▸ **WHAT THE EXERCISE ASKS**:
Copy nothing but the lines below running from the line containing "let a = ring[i];" through the line containing "its exterior ring.", both end lines included.

▸ **Stored data entries**:

// PKCS#1 v1.5 Padding
// Encryption block (type 2) construction and validation

use super::entropy::{random_nonzero_byte, EntropySource};
use super::error::{Result, RsaError};

/// Bytes of overhead in an encryption block: 0x00 0x02, 8 padding bytes, 0x00
pub const PKCS1_OVERHEAD: usize = 11;

/// Block type byte for public-key encryption
const BLOCK_TYPE_ENCRYPT: u8 = 0x02;

/// Build a `key_len`-byte encryption block.
///
/// Format: 0x00 || 0x02 || PS || 0x00 || data,
/// where PS is at least 8 non-zero random bytes.
pub fn pad_pkcs1_v15<E: EntropySource + ?Sized>(
    data: &[u8],
    key_len: usize,
    source: &mut E,
) -> Result<Vec<u8>> {
    let max = key_len.saturating_sub(PKCS1_OVERHEAD);
    if key_len < PKCS1_OVERHEAD || data.len() > max {
        return Err(RsaError::MessageTooLong {
            len: data.len(),
            max,
        });
    }

    let ps_len = key_len - data.len() - 3;

    let mut block = Vec::with_capacity(key_len);
    block.push(0x00);
    block.push(BLOCK_TYPE_ENCRYPT);
    for _ in 0..ps_len {
        block.push(random_nonzero_byte(source)?);
    }
    block.push(0x00);
    block.extend_from_slice(data);

    Ok(block)
}

/// Strip the padding from a decrypted block and return the message.
///
/// Not constant-time: the signature check exits early and the
/// terminator is found by a sequential scan.
pub fn unpad_pkcs1_v15(block: &[u8]) -> Result<&[u8]> {
    if block.len() < 2 || block[0] != 0x00 || block[1] != BLOCK_TYPE_ENCRYPT {
        return Err(RsaError::PaddingSignatureInvalid);
    }

    let terminator = block[2..]
        .iter()
        .position(|&b| b == 0x00)
        .map(|pos| pos + 2)
        .ok_or(RsaError::PaddingTerminatorMissing)?;

    Ok(&block[terminator + 1..])
}

#[cfg(test)]
mod tests {
    use super::*;
    use crate::rsa::entropy::tests::{seeded, BrokenEntropy, ScriptedEntropy};

    #[test]
    fn test_pad_pkcs1_v15() {
        let data = b"Hello";
        let padded = pad_pkcs1_v15(data, 64, &mut seeded(1)).unwrap();
        assert_eq!(padded.len(), 64); // 512 bits = 64 bytes

        // Check structure
        assert_eq!(padded[0], 0x00);
        assert_eq!(padded[1], 0x02);
        assert_eq!(padded[padded.len() - data.len() - 1], 0x00);
        assert_eq!(&padded[padded.len() - data.len()..], data);

        // Check that padding bytes are non-zero
        for &byte in &padded[2..padded.len() - data.len() - 1] {
            assert_ne!(byte, 0x00);
        }
    }

    #[test]
    fn test_pad_resamples_zero_bytes() {
        // Every other byte offered is zero
        let bytes = (0..200).map(|i| if i % 2 == 0 { 0x00 } else { 0x7f }).collect();
        let mut source = ScriptedEntropy { bytes, pos: 0 };

        let padded = pad_pkcs1_v15(b"", 16, &mut source).unwrap();
        assert_eq!(padded.len(), 16);
        assert!(padded[2..15].iter().all(|&b| b == 0x7f));
        assert_eq!(padded[15], 0x00);
        // 13 padding bytes, each after one rejected zero
        assert_eq!(source.pos, 26);
    }

    #[test]
    fn test_pad_max_size() {
        // Maximum data size for 512-bit key: 64 - 11 = 53 bytes
        let data = vec![0u8; 53];
        let padded = pad_pkcs1_v15(&data, 64, &mut seeded(2)).unwrap();
        assert_eq!(padded.len(), 64);
        assert!(padded[2..10].iter().all(|&b| b != 0x00));
        assert_eq!(padded[10], 0x00);
    }

    #[test]
    fn test_pad_too_large() {
        // 54 bytes is too large for 512-bit key
        let data = vec![0u8; 54];
        let result = pad_pkcs1_v15(&data, 64, &mut seeded(3));
        assert!(matches!(
            result,
            Err(RsaError::MessageTooLong { len: 54, max: 53 })
        ));
    }

    #[test]
    fn test_overhead_matches_block_layout() {
        // Longest message leaves exactly the header, 8 padding bytes and the terminator
        let padded = pad_pkcs1_v15(&[0x11u8; 5], 5 + PKCS1_OVERHEAD, &mut seeded(7)).unwrap();
        assert_eq!(padded.len(), 16);
        assert_eq!(padded[10], 0x00);
        assert!(padded[2..10].iter().all(|&b| b != 0x00));
    }

    #[test]
    fn test_pad_tiny_key() {
        let result = pad_pkcs1_v15(b"", 10, &mut seeded(4));
        assert!(matches!(result, Err(RsaError::MessageTooLong { len: 0, max: 0 })));
    }

    #[test]
    fn test_pad_without_entropy() {
        let result = pad_pkcs1_v15(b"x", 64, &mut BrokenEntropy);
        assert!(matches!(result, Err(RsaError::EntropyUnavailable(_))));
    }

    #[test]
    fn test_unpad_pkcs1_v15() {
        let original = b"Test data";
        let padded = pad_pkcs1_v15(original, 64, &mut seeded(5)).unwrap();
        assert_eq!(unpad_pkcs1_v15(&padded).unwrap(), original);
    }

    #[test]
    fn test_unpad_empty_message() {
        let padded = pad_pkcs1_v15(b"", 64, &mut seeded(6)).unwrap();
        assert!(unpad_pkcs1_v15(&padded).unwrap().is_empty());
    }

    #[test]
    fn test_unpad_short_padding_accepted() {
        // Fewer than 8 padding bytes is still well-formed on the way back
        let block = [0x00, 0x02, 0xaa, 0x00, 0x01, 0x02];
        assert_eq!(unpad_pkcs1_v15(&block).unwrap(), &[0x01u8, 0x02]);
    }

    #[test]
    fn test_invalid_signature() {
        let wrong_type = [0x00, 0x03, 0xff, 0x00, 0x01];
        assert!(matches!(
            unpad_pkcs1_v15(&wrong_type),
            Err(RsaError::PaddingSignatureInvalid)
        ));

        let wrong_lead = [0x01, 0x02, 0xff, 0x00, 0x01];
        assert!(matches!(
            unpad_pkcs1_v15(&wrong_lead),
            Err(RsaError::PaddingSignatureInvalid)
        ));

        assert!(matches!(
            unpad_pkcs1_v15(&[0x00]),
            Err(RsaError::PaddingSignatureInvalid)
        ));
    }

    #[test]
    fn test_invalid_separator() {
        let block = [0x00, 0x02, 0xff, 0xff, 0x01, 0x02, 0x03]; // No separator
        assert!(matches!(
            unpad_pkcs1_v15(&block),
            Err(RsaError::PaddingTerminatorMissing)
        ));
    }
}
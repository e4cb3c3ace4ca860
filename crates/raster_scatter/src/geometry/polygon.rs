//! Polygons with holes and the point-in-polygon test the sampler relies on.
use glam::DVec2;

use super::Bounds;

/// Even-odd ray casting test against a single closed ring.
///
/// The ring may or may not repeat its first vertex at the end. Rings with
/// fewer than three vertices contain nothing. Points exactly on the left or
/// bottom edge of an axis-aligned ring count as inside, points on the right
/// or top edge as outside.
#[inline]
pub fn point_in_ring(p: DVec2, ring: &[DVec2]) -> bool {
    let n = ring.len();
    if n < 3 {
        return false;
    }

    let mut inside = false;
    let mut j = n - 1;
    for i in 0..n {
        let a = ring[i];
        let b = ring[j];
        if (a.y > p.y) != (b.y > p.y) && p.x < (b.x - a.x) * (p.y - a.y) / (b.y - a.y) + a.x {
            inside = !inside;
        }
        j = i;
    }
    inside
}

/// A polygon feature: one exterior ring and any number of holes.
#[derive(Clone, Debug, PartialEq)]
pub struct Polygon {
    exterior: Vec<DVec2>,
    holes: Vec<Vec<DVec2>>,
    bounds: Option<Bounds>,
}

impl Polygon {
    /// Create a polygon from its exterior ring.
    pub fn new<I, P>(exterior: I) -> Self
    where
        I: IntoIterator<Item = P>,
        P: Into<DVec2>,
    {
        let exterior: Vec<DVec2> = exterior.into_iter().map(Into::into).collect();
        let bounds = Bounds::from_points(exterior.iter().copied());
        Self {
            exterior,
            holes: Vec::new(),
            bounds,
        }
    }

    /// Axis-aligned rectangle polygon spanning `min`..`max`.
    pub fn rect(min: impl Into<DVec2>, max: impl Into<DVec2>) -> Self {
        let (min, max) = (min.into(), max.into());
        Self::new([
            min,
            DVec2::new(max.x, min.y),
            max,
            DVec2::new(min.x, max.y),
        ])
    }

    /// Add a hole ring.
    pub fn with_hole<I, P>(mut self, hole: I) -> Self
    where
        I: IntoIterator<Item = P>,
        P: Into<DVec2>,
    {
        self.holes.push(hole.into_iter().map(Into::into).collect());
        self
    }

    pub fn exterior(&self) -> &[DVec2] {
        &self.exterior
    }

    pub fn holes(&self) -> &[Vec<DVec2>] {
        &self.holes
    }

    /// Bounding box of the exterior ring, `None` for an empty polygon.
    pub fn bounds(&self) -> Option<Bounds> {
        self.bounds
    }

    /// True if `p` lies inside the exterior ring and outside every hole.
    #[inline]
    pub fn contains(&self, p: DVec2) -> bool {
        match self.bounds {
            Some(b) if b.contains(p) => {}
            _ => return false,
        }
        if !point_in_ring(p, &self.exterior) {
            return false;
        }
        !self.holes.iter().any(|hole| point_in_ring(p, hole))
    }

    /// Unsigned area of the exterior minus the holes (shoelace formula).
    pub fn area(&self) -> f64 {
        let outer = ring_area(&self.exterior);
        let holes: f64 = self.holes.iter().map(|h| ring_area(h)).sum();
        (outer - holes).max(0.0)
    }
}

fn ring_area(ring: &[DVec2]) -> f64 {
    if ring.len() < 3 {
        return 0.0;
    }
    let mut twice = 0.0;
    let mut j = ring.len() - 1;
    for i in 0..ring.len() {
        twice += ring[j].perp_dot(ring[i]);
        j = i;
    }
    (twice * 0.5).abs()
}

▸ **ANSWER TO THE EXERCISE**:
        let a = ring[i];
        let b = ring[j];
        if (a.y > p.y) != (b.y > p.y) && p.x < (b.x - a.x) * (p.y - a.y) / (b.y - a.y) + a.x {
            inside = !inside;
        }
        j = i;
    }
    inside
}

/// A polygon feature: one exterior ring and any number of holes.
#[derive(Clone, Debug, PartialEq)]
pub struct Polygon {
    exterior: Vec<DVec2>,
    holes: Vec<Vec<DVec2>>,
    bounds: Option<Bounds>,
}

impl Polygon {
    /// Create a polygon from its exterior ring.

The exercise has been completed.